1 1/2 cups rolled oats

3 cups almond milk

I can pumpkin puree

1 tbsp chia seeds

1 1/2 tsp pure vanilla extract

1 1/2 tsp cinnamon

3/4 tsp ginger

1/4 tsp nutmeg

Pinch of sea salt

Toppings:

Chopped pecans

Dash almond milk

Dash maple syrup

Dash butter or vegan butter

Pinch of cinnamon

Directions

1.      In a medium-large sized pot, heat the oats and almond milk over medium heat until it comes to a low boil.

2.      Stir in the pumpkin and chia seeds.

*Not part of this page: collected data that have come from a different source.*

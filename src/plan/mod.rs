//! Plan, phase, step and task definitions
//!
//! A plan is a named operator procedure: an ordered list of phases, each an
//! ordered group of steps executed serially or in parallel. Steps reference
//! tasks, and tasks bundle resource template keys. These types are embedded
//! in the operator CRDs by the outer reconciler, so they carry serde and
//! JSON-schema derives.

mod status;

pub use status::{ExecutionStatus, PhaseStatus, PlanStatus, StepStatus};

use schemars::JsonSchema;
use serde::{Deserialize, Serialize};

/// A named operator procedure: an ordered sequence of phases
#[derive(Clone, Debug, Deserialize, Serialize, JsonSchema, PartialEq, Eq)]
pub struct Plan {
    /// Plan name, unique within an operator version
    pub name: String,
    /// Phases in execution order; phases are always serial w.r.t. each other
    pub phases: Vec<Phase>,
}

impl Plan {
    /// Validates the plan structure.
    ///
    /// Rejects plans with no phases, phases with no steps, and duplicate
    /// phase or step names (the status tree is keyed by name, so duplicates
    /// would alias status nodes).
    pub fn validate(&self) -> Result<(), crate::EngineError> {
        if self.phases.is_empty() {
            return Err(invalid(&self.name, "plan has no phases"));
        }
        let mut phase_names = std::collections::BTreeSet::new();
        for phase in &self.phases {
            if !phase_names.insert(&phase.name) {
                return Err(invalid(
                    &self.name,
                    &format!("duplicate phase name {}", phase.name),
                ));
            }
            if phase.steps.is_empty() {
                return Err(invalid(
                    &self.name,
                    &format!("phase {} has no steps", phase.name),
                ));
            }
            let mut step_names = std::collections::BTreeSet::new();
            for step in &phase.steps {
                if !step_names.insert(&step.name) {
                    return Err(invalid(
                        &self.name,
                        &format!("duplicate step name {} in phase {}", step.name, phase.name),
                    ));
                }
            }
        }
        Ok(())
    }
}

fn invalid(plan: &str, message: &str) -> crate::EngineError {
    crate::EngineError::Validation {
        plan: plan.to_string(),
        message: message.to_string(),
    }
}

/// An ordered group of steps with an execution strategy
#[derive(Clone, Debug, Deserialize, Serialize, JsonSchema, PartialEq, Eq)]
pub struct Phase {
    /// Phase name, unique within the plan
    pub name: String,
    /// How steps within this phase are scheduled across ticks
    #[serde(default)]
    pub strategy: Strategy,
    /// Steps in declared order
    pub steps: Vec<Step>,
}

/// Step scheduling strategy within a phase.
///
/// `Serial` advances through steps only until one is not yet complete;
/// `Parallel` gives every step of the phase its tick so they converge
/// independently. Neither spawns threads: a tick is single-threaded.
#[derive(Clone, Copy, Debug, Default, Deserialize, Serialize, JsonSchema, PartialEq, Eq)]
#[serde(rename_all = "lowercase")]
pub enum Strategy {
    /// Steps run one after another; an unfinished step blocks its successors
    #[default]
    Serial,
    /// All steps are applied each tick and become complete independently
    Parallel,
}

impl std::fmt::Display for Strategy {
    fn fmt(&self, f: &mut std::fmt::Formatter<'_>) -> std::fmt::Result {
        match self {
            Self::Serial => write!(f, "serial"),
            Self::Parallel => write!(f, "parallel"),
        }
    }
}

/// A unit of apply or delete work referencing one or more tasks
#[derive(Clone, Debug, Deserialize, Serialize, JsonSchema, PartialEq, Eq)]
pub struct Step {
    /// Step name, unique within the phase
    pub name: String,
    /// When true the step removes its resources instead of creating them
    #[serde(default)]
    pub delete: bool,
    /// Names of tasks whose resources this step applies, in order
    pub tasks: Vec<String>,
}

/// A named bundle of resource template references
#[derive(Clone, Debug, Deserialize, Serialize, JsonSchema, PartialEq, Eq)]
pub struct Task {
    /// Task name, unique within an operator version
    pub name: String,
    /// Resource keys into the template catalog, in order
    pub resources: Vec<String>,
}
pub(crate) mod async_fn;
pub mod cron;
pub mod error;
pub mod log;
pub mod network;
use serde::{Deserialize, Serialize};

#[derive(Debug, Clone, PartialEq, Eq, Deserialize, Serialize)]
pub struct Config {
    pub addr: String,
    // 服务端用来识别用户和团队的 query 参数
    pub uid: String,
    pub tid: String,
    pub ping_interval: String,
    // 打印握手和每一帧
    pub trace: bool,
}

impl Default for Config {
    fn default() -> Self {
        Self {
            addr: "ws://localhost:8080".to_string(),
            uid: "user".to_string(),
            tid: "team".to_string(),
            ping_interval: "1s".to_string(),
            trace: true,
        }
    }
}
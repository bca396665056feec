mod websocket;
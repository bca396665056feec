use super::{EventHandler, WebSocketClientConfig};
use crate::{
    async_fn::{AsyncFn, wrap_fn},
    cron::{Cron, CronConfig},
    error::ClientError,
    log::WIRE_TARGET,
};
use bytes::Bytes;
use futures_util::{SinkExt, StreamExt, stream::SplitSink};
use std::sync::Arc;
use tokio::{
    net::TcpStream,
    select,
    sync::{
        Mutex,
        mpsc::{Receiver, Sender, error::SendError},
    },
};
use tokio_tungstenite::{
    MaybeTlsStream, WebSocketStream, connect_async,
    tungstenite::{
        Error as WsError, Message, Utf8Bytes,
        handshake::client::Response,
        protocol::{CloseFrame, frame::coding::CloseCode},
    },
};
use tracing::{debug, error, warn};
use url::Url;

type Conn = WebSocketStream<MaybeTlsStream<TcpStream>>;
type Sink = SplitSink<Conn, Message>;

/// Close code and reason carried by the peer's close frame, if it sent one.
#[derive(Debug, Clone, Default, PartialEq, Eq)]
pub struct CloseInfo {
    pub code: Option<u16>,
    pub reason: Option<String>,
}

#[derive(Clone)]
pub struct Client {
    name: String,
    url: Url,
    trace: bool,
    ping: Cron,

    on_open: Arc<AsyncFn<(), ()>>,
    on_message: Arc<AsyncFn<String, ()>>,
    on_error: Arc<AsyncFn<ClientError, ()>>,
    on_close: Arc<AsyncFn<CloseInfo, ()>>,
    on_pong: Arc<AsyncFn<Bytes, ()>>,

    client_close: Arc<Sender<()>>,
    client_done: Arc<Mutex<Receiver<()>>>,

    message_sender: Arc<Sender<Message>>,
    message_receiver: Arc<Mutex<Receiver<Message>>>,
}

fn build_url(cfg: &WebSocketClientConfig) -> Result<Url, ClientError> {
    let mut url = Url::parse(&cfg.addr).map_err(|source| ClientError::InvalidUrl {
        addr: cfg.addr.clone(),
        source,
    })?;

    match url.scheme() {
        "ws" | "wss" => {}
        other => return Err(ClientError::UnsupportedScheme(other.to_string())),
    }

    url.query_pairs_mut()
        .append_pair("uid", &cfg.uid)
        .append_pair("tid", &cfg.tid);
    Ok(url)
}

impl Client {
    pub fn new(name: &str, cfg: &WebSocketClientConfig) -> Result<Self, ClientError> {
        let url = build_url(cfg)?;

        // first ping one interval after open, then a fixed cadence
        let mut cron_cfg = CronConfig::default();
        cron_cfg.run_after_start = cfg.ping_interval.clone();
        cron_cfg.interval = cfg.ping_interval.clone();
        cron_cfg.interval_after_finish = false;
        let ping = Cron::new(&format!("{}.PING", name), &cron_cfg)?;

        let (message_sender, message_receiver) = tokio::sync::mpsc::channel(16);
        let (client_close, client_done) = tokio::sync::mpsc::channel(1);

        Ok(Self {
            name: name.to_string(),
            url,
            trace: cfg.trace,
            ping,

            on_open: wrap_fn(|_| async { debug!("Connection opened") }),
            on_message: wrap_fn(|text| async move { debug!("Received message: {}", text) }),
            on_error: wrap_fn(|e| async move { error!("Received error: {}", e) }),
            on_close: wrap_fn(|info| async move { debug!("Connection closed: {:?}", info) }),
            on_pong: wrap_fn(|p| async move { debug!("Received pong: {:?}", p) }),

            client_close: Arc::new(client_close),
            client_done: Arc::new(Mutex::new(client_done)),

            message_sender: Arc::new(message_sender),
            message_receiver: Arc::new(Mutex::new(message_receiver)),
        })
    }

    pub fn name(&self) -> &str {
        &self.name
    }

    /// Target url including the `uid` and `tid` query parameters.
    pub fn url(&self) -> &str {
        self.url.as_str()
    }

    pub fn with_on_open<F, Fut>(mut self, h: F) -> Self
    where
        F: Fn() -> Fut + Send + Sync + 'static,
        Fut: Future<Output = ()> + Send + 'static,
    {
        self.on_open = wrap_fn(move |_: ()| h());
        self
    }

    pub fn with_on_message<F, Fut>(mut self, h: F) -> Self
    where
        F: Fn(String) -> Fut + Send + Sync + 'static,
        Fut: Future<Output = ()> + Send + 'static,
    {
        self.on_message = wrap_fn(h);
        self
    }

    pub fn with_on_error<F, Fut>(mut self, h: F) -> Self
    where
        F: Fn(ClientError) -> Fut + Send + Sync + 'static,
        Fut: Future<Output = ()> + Send + 'static,
    {
        self.on_error = wrap_fn(h);
        self
    }

    pub fn with_on_close<F, Fut>(mut self, h: F) -> Self
    where
        F: Fn(CloseInfo) -> Fut + Send + Sync + 'static,
        Fut: Future<Output = ()> + Send + 'static,
    {
        self.on_close = wrap_fn(h);
        self
    }

    pub fn with_on_pong<F, Fut>(mut self, h: F) -> Self
    where
        F: Fn(Bytes) -> Fut + Send + Sync + 'static,
        Fut: Future<Output = ()> + Send + 'static,
    {
        self.on_pong = wrap_fn(h);
        self
    }

    /// Routes all five events to one handler.
    pub fn with_handler<H: EventHandler>(self, h: Arc<H>) -> Self {
        let (open, message, err, close, pong) =
            (h.clone(), h.clone(), h.clone(), h.clone(), h);

        self.with_on_open(move || {
            let h = open.clone();
            async move { h.on_open().await }
        })
        .with_on_message(move |text| {
            let h = message.clone();
            async move { h.on_message(text).await }
        })
        .with_on_error(move |e| {
            let h = err.clone();
            async move { h.on_error(e).await }
        })
        .with_on_close(move |info| {
            let h = close.clone();
            async move { h.on_close(info.code, info.reason).await }
        })
        .with_on_pong(move |payload| {
            let h = pong.clone();
            async move { h.on_pong(payload).await }
        })
    }

    /// Asks a running connection to close normally. `run` returns once the
    /// peer has answered.
    pub async fn stop(&self) -> Result<(), SendError<()>> {
        self.client_close.send(()).await
    }

    pub async fn send_message(&self, msg: Message) -> Result<(), SendError<Message>> {
        self.message_sender.send(msg).await
    }

    /// Connects and drives the connection until it ends.
    pub async fn run(&self) {
        let url = self.url.as_str();
        if self.trace {
            debug!(target: WIRE_TARGET, "--- request ---\nGET {}", url);
        }

        let (conn, response) = match connect_async(url).await {
            Ok(conn) => conn,
            Err(source) => {
                error!("[{}] connect to {} failed: {}", self.name, url, source);
                (self.on_error)(ClientError::Connect {
                    url: url.to_string(),
                    source,
                })
                .await;
                return;
            }
        };

        self.dump_response(&response);
        (self.on_open)(()).await;

        let info = self.drive(conn).await;
        debug!("[{}] connection closed: {:?}", self.name, info);
        (self.on_close)(info).await;
    }

    async fn drive(&self, conn: Conn) -> CloseInfo {
        let (mut sink, mut stream) = conn.split();
        let mut ticker = self.ping.ticker();
        let mut done = self.client_done.lock().await;
        let mut outbound = self.message_receiver.lock().await;

        let mut info = CloseInfo::default();
        // set once either side has sent a close frame
        let mut closing = false;

        loop {
            select! {
                _ = ticker.tick(), if !closing => {
                    let now = chrono::Utc::now().timestamp_millis().to_string();
                    if let Err(e) = self.send(&mut sink, Message::Ping(Bytes::from(now))).await {
                        (self.on_error)(e.into()).await;
                        break;
                    }
                }

                Some(_) = done.recv(), if !closing => {
                    closing = true;
                    let frame = CloseFrame {
                        code: CloseCode::Normal,
                        reason: Utf8Bytes::from_static(""),
                    };
                    if let Err(e) = self.send(&mut sink, Message::Close(Some(frame))).await {
                        (self.on_error)(e.into()).await;
                        break;
                    }
                }

                Some(msg) = outbound.recv(), if !closing => {
                    if let Err(e) = self.send(&mut sink, msg).await {
                        (self.on_error)(e.into()).await;
                        break;
                    }
                }

                frame = stream.next() => match frame {
                    Some(Ok(msg)) => {
                        self.dump("recv", &msg);
                        match msg {
                            Message::Text(text) if !closing => {
                                (self.on_message)(text.as_str().to_owned()).await
                            }
                            Message::Binary(data) if !closing => {
                                (self.on_message)(String::from_utf8_lossy(&data).into_owned()).await
                            }
                            Message::Pong(payload) if !closing => (self.on_pong)(payload).await,
                            Message::Close(frame) => {
                                closing = true;
                                if let Some(frame) = frame {
                                    info.code = Some(frame.code.into());
                                    info.reason = Some(frame.reason.as_str().to_owned());
                                }
                            }
                            // pings are answered by tungstenite
                            _ => {}
                        }
                    }

                    Some(Err(WsError::ConnectionClosed | WsError::AlreadyClosed)) | None => break,

                    Some(Err(e)) => {
                        warn!("[{}] read failed: {}", self.name, e);
                        (self.on_error)(e.into()).await;
                        break;
                    }
                },
            }
        }

        info
    }

    async fn send(&self, sink: &mut Sink, msg: Message) -> Result<(), WsError> {
        self.dump("send", &msg);
        sink.send(msg).await
    }

    fn dump(&self, direction: &str, msg: &Message) {
        if self.trace {
            debug!(target: WIRE_TARGET, "{} {:?}", direction, msg);
        }
    }

    fn dump_response(&self, response: &Response) {
        if !self.trace {
            return;
        }

        let headers = response
            .headers()
            .iter()
            .map(|(k, v)| format!("{}: {}", k, v.to_str().unwrap_or("<binary>")))
            .collect::<Vec<_>>()
            .join("\n");
        debug!(
            target: WIRE_TARGET,
            "--- response ---\n{:?} {}\n{}",
            response.version(),
            response.status(),
            headers
        );
    }
}
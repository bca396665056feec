mod config;
mod server;
mod session;

pub use config::Config as WebSocketServerConfig;
pub use server::Server as WebSocketServer;
pub use session::{Session, SessionGroup, SessionMap};
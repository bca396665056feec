mod config;
mod init;

pub use config::Config;
pub use init::{WIRE_TARGET, init, init_default};
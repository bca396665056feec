use crate::harness::{Event, client_config, recording_client, wait_until};
use axum::{Router, routing::get};
use knot_ws::network::websocket::{WebSocketServer, WebSocketServerConfig};
use tokio::time::{Duration, timeout};

#[tokio::test]
async fn test_router_mounts_in_app() {
    let server = WebSocketServer::new(&WebSocketServerConfig::default()).unwrap();
    let app = Router::new()
        .route("/health", get(|| async { "ok" }))
        .merge(server.router());

    let listener = tokio::net::TcpListener::bind("127.0.0.1:0").await.unwrap();
    let addr = listener.local_addr().unwrap();
    tokio::spawn(async move { axum::serve(listener, app).await.unwrap() });

    let (client, recorder) = recording_client(&client_config(addr));
    let runner = client.clone();
    let run = tokio::spawn(async move { runner.run().await });

    assert!(
        recorder
            .wait_for(|events| events.contains(&Event::Open), Duration::from_secs(5))
            .await
    );
    let sessions = server.sessions();
    assert!(wait_until(|| async { sessions.sessions_in("team").await == 1 }).await);

    client.stop().await.unwrap();
    timeout(Duration::from_secs(5), run).await.unwrap().unwrap();
    assert_eq!(recorder.count(|e| matches!(e, Event::Close(..))), 1);
    assert_eq!(recorder.count(|e| matches!(e, Event::Error(_))), 0);
    assert!(matches!(
        recorder.events().last(),
        Some(Event::Close(Some(1000), _))
    ));
}
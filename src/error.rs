use std::error::Error as StdError;
use thiserror::Error;
use tokio_tungstenite::tungstenite;

#[derive(Debug, Error)]
pub enum CronError {
    #[error("invalid {field} duration {value:?}: {reason}")]
    InvalidDuration {
        field: &'static str,
        value: String,
        reason: String,
    },
    #[error("{field} must be greater than zero")]
    ZeroInterval { field: &'static str },
}

#[derive(Debug, Error)]
pub enum ClientError {
    #[error("invalid websocket url {addr:?}: {source}")]
    InvalidUrl {
        addr: String,
        #[source]
        source: url::ParseError,
    },
    #[error("unsupported url scheme {0:?}, expected ws or wss")]
    UnsupportedScheme(String),
    #[error("invalid ping schedule: {0}")]
    Schedule(#[from] CronError),
    #[error("connect to {url} failed: {source}")]
    Connect {
        url: String,
        #[source]
        source: tungstenite::Error,
    },
    #[error("websocket transport failed: {0}")]
    Transport(#[from] tungstenite::Error),
}

#[derive(Debug, Error)]
pub enum ServerError {
    #[error("invalid listen address {0:?}")]
    InvalidAddress(String),
    #[error("msg_buf must be greater than zero")]
    ZeroBuffer,
    #[error("invalid {field} duration {value:?}: {reason}")]
    InvalidDuration {
        field: &'static str,
        value: String,
        reason: String,
    },
    #[error("invalid server schedule: {0}")]
    Schedule(#[from] CronError),
    #[error("bind listener on {addr} failed: {source}")]
    Bind {
        addr: String,
        #[source]
        source: std::io::Error,
    },
}

#[derive(Debug, Error)]
pub enum LogError {
    #[error("invalid log level {0:?}")]
    InvalidLevel(String),
    #[error("install subscriber failed: {0}")]
    Install(#[source] Box<dyn StdError + Send + Sync + 'static>),
}
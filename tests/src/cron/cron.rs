use knot_ws::{
    cron::{Cron, CronConfig},
    error::CronError,
};
use tokio::time::{Duration, Instant, sleep};

#[test]
fn test_cron_rejects_bad_durations() {
    let mut cfg = CronConfig::default();
    cfg.interval = "every now and then".to_string();
    assert!(matches!(
        Cron::new("TestCron", &cfg),
        Err(CronError::InvalidDuration { field: "interval", .. })
    ));

    let mut cfg = CronConfig::default();
    cfg.interval = "0s".to_string();
    assert!(matches!(
        Cron::new("TestCron", &cfg),
        Err(CronError::ZeroInterval { .. })
    ));
}

#[tokio::test(start_paused = true)]
async fn test_cron_ticks_on_schedule() {
    let mut cfg = CronConfig::default();
    cfg.interval = "1s".to_string();
    cfg.run_after_start = "10ms".to_string();
    cfg.interval_after_finish = false;

    let cron = Cron::new("TestCron", &cfg).unwrap();
    assert_eq!(cron.name(), "TestCron");
    assert_eq!(cron.interval(), Duration::from_secs(1));

    let start = Instant::now();
    let mut ticker = cron.ticker();
    assert_eq!(ticker.tick().await, 1);
    assert_eq!(start.elapsed(), Duration::from_millis(10));
    assert_eq!(ticker.tick().await, 2);
    assert_eq!(start.elapsed(), Duration::from_millis(1010));
}

#[tokio::test(start_paused = true)]
async fn test_cron_fixed_cadence_skips_missed_ticks() {
    let mut cfg = CronConfig::default();
    cfg.interval = "1s".to_string();
    cfg.run_after_start = "0s".to_string();
    cfg.interval_after_finish = false;

    let start = Instant::now();
    let mut ticker = Cron::new("TestCron", &cfg).unwrap().ticker();
    ticker.tick().await;

    // a slow job overruns two periods
    sleep(Duration::from_millis(2500)).await;
    ticker.tick().await;
    ticker.tick().await;
    assert_eq!(start.elapsed(), Duration::from_secs(3));
    assert_eq!(ticker.count(), 3);
}

#[tokio::test(start_paused = true)]
async fn test_cron_waits_full_interval_after_late_tick() {
    let mut cfg = CronConfig::default();
    cfg.interval = "1s".to_string();
    cfg.run_after_start = "0s".to_string();
    cfg.interval_after_finish = true;

    let start = Instant::now();
    let mut ticker = Cron::new("TestCron", &cfg).unwrap().ticker();
    ticker.tick().await;

    sleep(Duration::from_millis(2500)).await;
    ticker.tick().await;
    assert_eq!(start.elapsed(), Duration::from_millis(2500));
    ticker.tick().await;
    assert_eq!(start.elapsed(), Duration::from_millis(3500));
}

3.      Heat over low-medium for about 5 minutes, stirring frequently so it doesn’t stick to the bottom of the pot.

4.      Add in the spices and vanilla and heat for another 5 minutes, stirring frequently.

5.      Pour into 3 bowls and add toppings.

6.      If meal prepping, pour into 3 freezer containers, add toppings, and place in the freezer for up to 1 month. When ready to eat, defrost in fridge overnight and heat in the microwave for 2 minutes. This will also keep in the fridge for 2-3 days.

Recipe is adapted from Oh She Glows’ Pumpkin Pie Oatmeal.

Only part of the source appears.